À travers l’analyse des différentes périodes qui ont marqué la crise grecque, les intervenants ont présenté un bilan des erreurs stratégiques ayant menées Tsipras à une capitulation aussi brutale face aux différents créanciers. Il s’agit aussi pour Stathis Kouvelakis, l’un des principaux dirigeants de la Plateforme de Gauche, de faire un bilan de la politique qu’ils ont eux-mêmes mené en tant qu’opposition à l’intérieur de Syriza. Pour cela, Stathis Kouvelakis, décortique l’expérience grecque à travers trois périodes :

La première commence à l’aube de la période intense de lutte des classes de 2010 à 2012, une période marquée par une situation quasi « insurrectionnelle » à l’automne 2011, couplée à une « crise de l’hégémonie de la classe dominante » et de sa « capacité à diriger la société ».

Les « mobilisations populaires » prenant « un aspect multiforme » n’ont pas débouché sur une « structure organisée » et « stable », capable de remettre en cause le pouvoir politique. Cet échec a conduit à penser la nécessité d’une « alternative politique ». Syriza était un « gouvernement de gauche anti austérité » qui ouvrait un espace « à gauche de la sociale démocratie », une avancée « qualitative » dans une Europe essentiellement marquée par les politiques néolibérales.

La seconde période commence au lendemain des (très) bons résultats de Syriza aux élections législatives du 17 juin 2012, et a marqué le début d’une nouvelle période, véritable « tournant » de la « normalisation » progressive de Syriza, soit le « recentrage » qui fait suite à la « peur de la dynamique » enclenchée par le succès électoral.

Les éléments qui préfigurent ce « recentrage » s’observent sur deux lignes rouges. La première a été l’abandon de la ligne initiale qui ne faisait pas de l’euro un « fétiche » pour en faire un choix « irrévocable ». La seconde, plus « graduelle », consistait à abandonner la ligne du défaut partiel et de l’annulation d’une grande partie de la dette, qui s’est transformée en l’acceptation du cadre de négociation imposé par les créanciers.

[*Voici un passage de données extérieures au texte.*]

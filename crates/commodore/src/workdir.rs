use std::path::{Path, PathBuf};

use anyhow::{Context, Result};

/// The compile working directory.
///
/// A single compile assumes exclusive ownership of everything below the
/// root; concurrent compiles must not share one.
///
/// ```text
/// <root>/
///   inventory/classes/          reclass classes (seeded and symlinked)
///   inventory/targets/          one target document per instance
///   dependencies/
///     .repos/<host>/<path>.git  bare clones
///     <dep-name>/               worktrees
///     lib/                      aggregated component libraries
///   compiled/<instance>/...     engine output
///   catalog/
///     manifests/<instance>/...  committed output
///     refs/<keypath>            secret references
/// ```
#[derive(Debug, Clone)]
pub struct Workdir {
    root: PathBuf,
}

impl Workdir {
    pub fn new(root: impl Into<PathBuf>) -> Self {
        Self { root: root.into() }
    }

    pub fn root(&self) -> &Path {
        &self.root
    }

    pub fn inventory(&self) -> PathBuf {
        self.root.join("inventory")
    }

    pub fn classes(&self) -> PathBuf {
        self.root.join("inventory/classes")
    }

    pub fn targets(&self) -> PathBuf {
        self.root.join("inventory/targets")
    }

    pub fn dependencies(&self) -> PathBuf {
        self.root.join("dependencies")
    }

    pub fn repos(&self) -> PathBuf {
        self.root.join("dependencies/.repos")
    }

    pub fn lib_dir(&self) -> PathBuf {
        self.root.join("dependencies/lib")
    }

    pub fn compiled(&self) -> PathBuf {
        self.root.join("compiled")
    }

    pub fn catalog(&self) -> PathBuf {
        self.root.join("catalog")
    }

    pub fn manifests(&self) -> PathBuf {
        self.root.join("catalog/manifests")
    }

    pub fn refs(&self) -> PathBuf {
        self.root.join("catalog/refs")
    }

    /// Path of the kustomize wrapper script injected as
    /// `_kustomize_wrapper` into every target.
    pub fn kustomize_wrapper(&self) -> PathBuf {
        self.root.join("dependencies/lib/kustomize-wrapper.sh")
    }

    /// Create the directory skeleton a compile relies on.
    pub fn ensure_layout(&self) -> Result<()> {
        for dir in [
            self.classes(),
            self.targets(),
            self.repos(),
            self.lib_dir(),
            self.compiled(),
        ] {
            std::fs::create_dir_all(&dir)
                .with_context(|| format!("failed to create {}", dir.display()))?;
        }
        Ok(())
    }

    /// Remove all compile state (`catalog clean`).
    pub fn clean(&self) -> Result<()> {
        for dir in [
            self.inventory(),
            self.dependencies(),
            self.compiled(),
            self.catalog(),
        ] {
            if dir.exists() {
                std::fs::remove_dir_all(&dir)
                    .with_context(|| format!("failed to remove {}", dir.display()))?;
            }
        }
        Ok(())
    }
}

/// Replace `link` with a symlink to `target`.
pub fn force_symlink(target: &Path, link: &Path) -> Result<()> {
    if let Some(parent) = link.parent() {
        std::fs::create_dir_all(parent)
            .with_context(|| format!("failed to create {}", parent.display()))?;
    }
    match std::fs::symlink_metadata(link) {
        Ok(meta) if meta.is_dir() => std::fs::remove_dir_all(link)
            .with_context(|| format!("failed to replace {}", link.display()))?,
        Ok(_) => std::fs::remove_file(link)
            .with_context(|| format!("failed to replace {}", link.display()))?,
        Err(_) => {}
    }
    std::os::unix::fs::symlink(target, link)
        .with_context(|| format!("failed to link {} -> {}", link.display(), target.display()))
}

/// Recursively copy a directory tree.
pub fn copy_tree(from: &Path, to: &Path) -> Result<()> {
    std::fs::create_dir_all(to).with_context(|| format!("failed to create {}", to.display()))?;
    for entry in walkdir::WalkDir::new(from).follow_links(true) {
        let entry = entry.with_context(|| format!("failed to walk {}", from.display()))?;
        let rel = entry
            .path()
            .strip_prefix(from)
            .expect("walkdir stays under its root");
        if rel.as_os_str().is_empty() {
            continue;
        }
        let dest = to.join(rel);
        if entry.file_type().is_dir() {
            std::fs::create_dir_all(&dest)
                .with_context(|| format!("failed to create {}", dest.display()))?;
        } else {
            std::fs::copy(entry.path(), &dest).with_context(|| {
                format!("failed to copy {} to {}", entry.path().display(), dest.display())
            })?;
        }
    }
    Ok(())
}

Ce tournant s’est aussi illustré par la transformation profonde de Syriza en tant que parti, devenu un « parti d’adhérent ». Cette mutation s’accompagne aussi d’un désintérêt croissant des mouvements sociaux, et de modifications profondes du point de vue de la démocratie au sein du parti, où s’accélèrent les « procédures express », ainsi que la centralisation du parti autour du « leader Tsipras ».

Selon Kouvelakis, « l’équilibre interne » est brisé et Tsipras cesse d’être « centriste ». Il s’agit « d’une tendance lourde » qui n’est pas une « totalité » et qui revêt en réalité « des contradictions » qui peuvent être tranchées d’un côté ou d’un autre, poussées notamment par les militants et le « mouvement social ».

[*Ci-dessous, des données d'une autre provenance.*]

use std::path::PathBuf;

use anyhow::{Context, Result};
use clap::{Parser, Subcommand};

use commodore::Reporter;
use commodore::compile::{CompileOptions, CompileSummary, compile};
use commodore::config::Config;
use commodore::diff::Migration;
use commodore::workdir::Workdir;

#[derive(Parser, Debug)]
#[command(name = "commodore", version)]
#[command(about = "Tenant-aware catalog compiler for GitOps-managed Kubernetes fleets")]
struct Cli {
    /// Working directory (inventory, dependencies, compiled output,
    /// catalog checkout).
    #[arg(long, default_value = ".")]
    working_dir: PathBuf,

    /// Lieutenant API base URL (overrides COMMODORE_API_URL and
    /// .commodore.toml).
    #[arg(long)]
    api_url: Option<String>,

    /// Lieutenant bearer token (overrides COMMODORE_API_TOKEN).
    #[arg(long)]
    api_token: Option<String>,

    /// Request timeout for Lieutenant calls (e.g. 5s, 750ms).
    #[arg(long)]
    api_timeout: Option<String>,

    #[command(subcommand)]
    cmd: Commands,
}

#[derive(Subcommand, Debug)]
enum Commands {
    /// Work with cluster catalogs.
    #[command(subcommand)]
    Catalog(CatalogCommands),
}

#[derive(Subcommand, Debug)]
enum CatalogCommands {
    /// Compile the catalog for one cluster.
    Compile {
        /// Cluster id as known to Lieutenant.
        cluster_id: String,

        /// Push the catalog after a successful compile.
        #[arg(long)]
        push: bool,

        /// Show the catalog diff and ask before pushing.
        #[arg(short, long)]
        interactive: bool,

        /// Discard local modifications in dependency worktrees and the
        /// catalog checkout.
        #[arg(long)]
        force: bool,

        /// Bound on concurrent dependency fetches (default: CPU count).
        #[arg(long)]
        parallelism: Option<usize>,

        /// Hide migration noise in the diff (`ignore-yaml-formatting` or
        /// `kapitan-0.29-to-0.30`).
        #[arg(long, value_parser = parse_migration)]
        migration: Option<Migration>,

        /// Compile against this revision of the global defaults
        /// repository. Refuses to combine with --push.
        #[arg(long)]
        global_revision_override: Option<String>,

        /// Compile against this revision of the tenant repository.
        /// Refuses to combine with --push.
        #[arg(long)]
        tenant_revision_override: Option<String>,
    },
    /// Remove all local compile state from the working directory.
    Clean,
    /// List clusters known to Lieutenant.
    List,
}

struct CliReporter;

impl Reporter for CliReporter {
    fn info(&mut self, msg: &str) {
        eprintln!("[info] {msg}");
    }

    fn warn(&mut self, msg: &str) {
        eprintln!("[warn] {msg}");
    }

    fn error(&mut self, msg: &str) {
        eprintln!("[error] {msg}");
    }
}

fn main() -> Result<()> {
    let cli = Cli::parse();

    let mut cfg = Config::load(&cli.working_dir)?;
    if let Some(api_url) = cli.api_url.clone() {
        cfg.api_url = Some(api_url);
    }
    if let Some(api_token) = cli.api_token.clone() {
        cfg.api_token = Some(api_token);
    }
    if let Some(timeout) = cli.api_timeout.as_deref() {
        cfg.api_timeout =
            humantime::parse_duration(timeout).with_context(|| format!("invalid duration: {timeout}"))?;
    }

    let workdir = Workdir::new(&cli.working_dir);
    let mut reporter = CliReporter;

    match cli.cmd {
        Commands::Catalog(CatalogCommands::Compile {
            cluster_id,
            push,
            interactive,
            force,
            parallelism,
            migration,
            global_revision_override,
            tenant_revision_override,
        }) => {
            let opts = CompileOptions {
                push,
                interactive,
                force,
                parallelism,
                migration,
                global_revision_override,
                tenant_revision_override,
            };
            let summary = compile(&workdir, &cfg, &opts, &cluster_id, &mut reporter)?;
            print_summary(&summary);
        }
        Commands::Catalog(CatalogCommands::Clean) => {
            workdir.clean()?;
            eprintln!("[info] working directory cleaned");
        }
        Commands::Catalog(CatalogCommands::List) => {
            run_list(&cfg)?;
        }
    }

    Ok(())
}

fn parse_migration(s: &str) -> Result<Migration, String> {
    s.parse()
}

fn print_summary(summary: &CompileSummary) {
    println!("cluster: {}", summary.cluster_id);
    println!("targets:");
    for target in &summary.targets {
        println!("  - {target}");
    }
    if summary.material_change {
        if !summary.diff.is_empty() {
            println!("{}", summary.diff);
        }
        println!(
            "catalog: {}{}",
            if summary.committed { "committed" } else { "commit skipped" },
            if summary.pushed { ", pushed" } else { "" }
        );
    } else {
        println!("catalog: unchanged");
    }
    for warning in &summary.warnings {
        eprintln!("[warn] {warning}");
    }
}

fn run_list(cfg: &Config) -> Result<()> {
    let api_url = cfg
        .api_url
        .as_deref()
        .context("no Lieutenant API URL configured (COMMODORE_API_URL)")?;
    let api = commodore::api::ApiClient::new(api_url, cfg.api_token.clone(), cfg.api_timeout)?;
    let mut clusters = api.clusters()?;
    clusters.sort_by(|a, b| a.id.cmp(&b.id));
    for cluster in clusters {
        println!(
            "{}\t{}\t{}",
            cluster.id,
            cluster.tenant,
            cluster.display_name.unwrap_or_default()
        );
    }
    Ok(())
}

La victoire électorale est précieuse, mais le « recul du mouvement » n’est pas attribuable seulement à Syriza qui a été « porteuse d’une alternative ». Cependant, il s’est « adapté » à la « conjoncture de base », ne misant pas sur les mobilisations populaires, notamment suite à la fermeture de la télé grecque ou la grève des enseignants. En réalité, cette politique a mené à une logique de « délégation ».

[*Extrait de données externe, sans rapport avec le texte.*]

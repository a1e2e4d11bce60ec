use std::collections::{BTreeMap, BTreeSet};
use std::path::{Path, PathBuf};
use std::sync::{Arc, Mutex};

use anyhow::{Context, Result, bail};
use commodore_process::{CommandOutput, Invocation};

use crate::error::Error;
use crate::model::RepoHandle;
use crate::workdir::Workdir;

/// Content-addressed store of bare clones plus named dependency worktrees.
///
/// One bare repository per canonical remote URL under
/// `dependencies/.repos/<host>/<path>.git`; it exclusively owns the object
/// storage. Worktrees under `dependencies/<name>` are `git worktree`
/// checkouts linked back to it by path, so any number of dependencies
/// share one object store. Each remote is fetched at most once per
/// compile.
///
/// Locking is two-level: a per-remote lock covers clone/fetch against the
/// bare repository, and a per-`(remote, worktree name)` lock covers
/// materialization, so different dependencies of one remote check out
/// concurrently while operations on one worktree stay serialized. The
/// shared maps below are only locked momentarily, never across a
/// subprocess.
#[derive(Debug)]
pub struct RepoCache {
    repos_root: PathBuf,
    worktrees_root: PathBuf,
    force: bool,
    git_bin: String,
    remote_locks: Mutex<BTreeMap<String, Arc<Mutex<()>>>>,
    worktree_locks: Mutex<BTreeMap<String, Arc<Mutex<()>>>>,
    fetched: Mutex<BTreeSet<String>>,
}

/// A materialized checkout at a resolved commit.
#[derive(Debug, Clone)]
pub struct Worktree {
    pub path: PathBuf,
    pub commit: String,
}

impl RepoCache {
    pub fn new(workdir: &Workdir, force: bool) -> Self {
        Self {
            repos_root: workdir.repos(),
            worktrees_root: workdir.dependencies(),
            force,
            git_bin: commodore_process::git_program(),
            remote_locks: Mutex::new(BTreeMap::new()),
            worktree_locks: Mutex::new(BTreeMap::new()),
            fetched: Mutex::new(BTreeSet::new()),
        }
    }

    /// Ensure `dependencies/<name>` is a clean checkout of `repo` at its
    /// pinned revision. Idempotent; advancing an existing worktree needs
    /// a clean tree or `--force`.
    pub fn ensure_worktree(&self, repo: &RepoHandle, name: &str) -> Result<Worktree> {
        let canonical = repo.canonical_url();

        // Fetch phase under the per-remote lock only; materialization of
        // different worktrees from one bare clone runs concurrently.
        let (bare, commit) = {
            let remote_lock = lock_entry(&self.remote_locks, &canonical);
            let _guard = remote_lock.lock().unwrap_or_else(|e| e.into_inner());
            let bare = self.ensure_bare(repo)?;
            let commit = self.resolve_revision(&bare, repo)?;
            (bare, commit)
        };

        let worktree_lock = lock_entry(&self.worktree_locks, &format!("{canonical}::{name}"));
        let _guard = worktree_lock.lock().unwrap_or_else(|e| e.into_inner());

        let path = self.worktrees_root.join(name);
        self.materialize(&bare, &path, &commit)
            .with_context(|| format!("failed to check out dependency `{name}`"))?;
        Ok(Worktree { path, commit })
    }

    /// HEAD commit of an existing worktree.
    pub fn head_commit(&self, worktree: &Path) -> Result<String> {
        let out = self.git(worktree).args(["rev-parse", "HEAD"]).run_ok()?;
        Ok(out.stdout.trim().to_string())
    }

    fn bare_path(&self, repo: &RepoHandle) -> PathBuf {
        let (host, path) = repo.cache_segments();
        let mut out = self.repos_root.join(host);
        out.push(format!("{path}.git"));
        out
    }

    fn git(&self, dir: &Path) -> Invocation {
        Invocation::new(self.git_bin.as_str())
            .current_dir(dir)
            .passthrough("SSH_AUTH_SOCK")
    }

    /// Clone the bare repository, or refresh its references. Each remote
    /// is refreshed once per compile; transient network failures are
    /// retried once before escalating. The caller holds the per-remote
    /// lock.
    fn ensure_bare(&self, repo: &RepoHandle) -> Result<PathBuf> {
        let bare = self.bare_path(repo);
        let canonical = repo.canonical_url();

        let needs_clone = !bare.join("HEAD").is_file();
        let needs_fetch = !needs_clone && {
            let fetched = self.fetched.lock().unwrap_or_else(|e| e.into_inner());
            !fetched.contains(&canonical)
        };

        if needs_clone {
            if let Some(parent) = bare.parent() {
                std::fs::create_dir_all(parent)
                    .with_context(|| format!("failed to create {}", parent.display()))?;
            }
            let clone = Invocation::new(self.git_bin.as_str())
                .passthrough("SSH_AUTH_SOCK")
                .args(["clone", "--bare", &repo.url])
                .arg(bare.to_string_lossy().to_string());
            let out = self.run_network_op(&clone)?;
            if !out.success() {
                bail!(classify_remote_failure(&repo.url, &out));
            }
        }

        // Bare clones carry no remote configuration of their own; pin the
        // fetch and push URLs explicitly. The configuration is shared
        // with every linked worktree.
        self.git(&bare)
            .args(["config", "remote.origin.url", &repo.url])
            .run_ok()?;
        self.git(&bare)
            .args(["config", "remote.origin.pushurl", &repo.push_url()])
            .run_ok()?;

        if needs_fetch {
            let fetch = self.git(&bare).args([
                "fetch",
                "--force",
                "--prune",
                "--tags",
                "origin",
                "+refs/heads/*:refs/heads/*",
            ]);
            let out = self.run_network_op(&fetch)?;
            if !out.success() {
                bail!(classify_remote_failure(&repo.url, &out));
            }
        }
        self.fetched
            .lock()
            .unwrap_or_else(|e| e.into_inner())
            .insert(canonical);

        Ok(bare)
    }

    /// Run a clone/fetch, retrying once when the failure looks transient.
    fn run_network_op(&self, invocation: &Invocation) -> Result<CommandOutput> {
        let out = invocation.run()?;
        if out.success() || !is_transient(&out.stderr) {
            return Ok(out);
        }
        invocation.run()
    }

    /// Resolve the handle's tree-ish (branch, tag, SHA, `HEAD~N`, ...) to
    /// a commit id against the bare clone.
    fn resolve_revision(&self, bare: &Path, repo: &RepoHandle) -> Result<String> {
        let revision = repo.revision.as_deref().unwrap_or("HEAD");
        let out = self
            .git(bare)
            .args(["rev-parse", "--verify", &format!("{revision}^{{commit}}")])
            .run()?;
        if !out.success() {
            bail!(Error::UnresolvedRevision {
                revision: revision.to_string(),
                url: repo.url.clone(),
            });
        }
        Ok(out.stdout.trim().to_string())
    }

    /// Check out `commit` at `path` as a linked worktree of `bare`. The
    /// worktree owns only its checkout directory; objects, refs and the
    /// remote configuration live in the bare clone.
    fn materialize(&self, bare: &Path, path: &Path, commit: &str) -> Result<()> {
        if !path.join(".git").exists() {
            // A manually deleted checkout leaves a stale registration in
            // the bare repository; prune before re-adding.
            self.git(bare).args(["worktree", "prune"]).run_ok()?;
            self.git(bare)
                .args(["worktree", "add", "--quiet", "--detach"])
                .arg(path.to_string_lossy().to_string())
                .arg(commit)
                .run_ok()?;
        } else {
            let head = self.head_commit(path)?;

            // Already at the target commit: nothing to do.
            if head != commit {
                if self.is_dirty(path)? && !self.force {
                    bail!(Error::DirtyWorktree(path.display().to_string()));
                }
                if self.force {
                    self.git(path)
                        .args(["reset", "--hard", "--quiet", commit])
                        .run_ok()?;
                    self.git(path).args(["clean", "-ffdx", "--quiet"]).run_ok()?;
                } else {
                    self.git(path)
                        .args(["checkout", "--quiet", "--detach", commit])
                        .run_ok()?;
                }
            }
        }

        Ok(())
    }

    fn is_dirty(&self, path: &Path) -> Result<bool> {
        let out = self.git(path).args(["status", "--porcelain"]).run_ok()?;
        Ok(!out.stdout.trim().is_empty())
    }
}

fn lock_entry(locks: &Mutex<BTreeMap<String, Arc<Mutex<()>>>>, key: &str) -> Arc<Mutex<()>> {
    let mut locks = locks.lock().unwrap_or_else(|e| e.into_inner());
    locks
        .entry(key.to_string())
        .or_insert_with(|| Arc::new(Mutex::new(())))
        .clone()
}

/// Sort a clone/fetch failure into the typed error kinds.
fn classify_remote_failure(url: &str, out: &CommandOutput) -> Error {
    let stderr = out.stderr.trim().to_string();
    let lowered = stderr.to_ascii_lowercase();
    if lowered.contains("permission denied")
        || lowered.contains("authentication failed")
        || lowered.contains("access denied")
        || lowered.contains("403")
    {
        Error::PermissionDenied {
            url: url.to_string(),
            detail: stderr,
        }
    } else {
        Error::UnreachableRemote {
            url: url.to_string(),
            detail: stderr,
        }
    }
}

/// Whether a git failure looks like a transient network problem worth one
/// retry.
fn is_transient(stderr: &str) -> bool {
    let lowered = stderr.to_ascii_lowercase();
    [
        "could not resolve host",
        "unable to access",
        "connection reset",
        "connection refused",
        "connection timed out",
        "operation timed out",
        "early eof",
        "the remote end hung up",
        "could not read from remote repository",
    ]
    .iter()
    .any(|needle| lowered.contains(needle))
}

A partir de 2015 débute la troisième période, celle de la victoire de Syriza aux élections de janvier 2015, une « victoire prévisible » quant au « rapport de force », Tsipras obtient un « mandat fort » pour rompre avec l’austérité. Il opte cependant pour une « solution négociée » qui se matérialise notamment par le programme de Thessalonique, qui ne prévoit pas de « taxe sur le capital » et se centre sur la lutte contre « l’évasion fiscale », tout en misant pour se financier sur « des fonds européens ». C’est la logique du « compromis honorable » qui prend le pas, même si cela n’est jamais explicite.

La ligne rouge de la sortie de la zone euro n’est jamais clarifiée, aucune préparation n’est envisagée en cas de refus des Européens du programme de Thessalonique. Non seulement aucun plan B n’est préparé, mais « l’absence de Plan B » est présenté aux principaux dirigeants européens comme un « atout de Syriza » dans la logique du « nous sommes raisonnables, récompensez-nous, nous trouverons bien un arrangement au milieu ».

Mais la BCE a coupé très vite les « canaux de financement », la 4 février, soit dix jours après l’élection. C’est la stratégie du « blocus pour asphyxier ». L’accord du 20 février est alors signé, avec en germe la capitulation du 13 juillet, en reconnaissant « l’intégralité » de la dette, en s’engageant à dégager des excédents primaires et acceptant un programme de privatisation, une spirale de concessions qui durera jusque juin.

Pour Kouvelakis, la stratégie « du compromis honorable » est impraticable. Le référendum constituait une « carte » décidée au dernier moment pour tenter de relever « les contradictions à un niveau européen », et cela sans avoir la possibilité de rupture avec la zone d’euro.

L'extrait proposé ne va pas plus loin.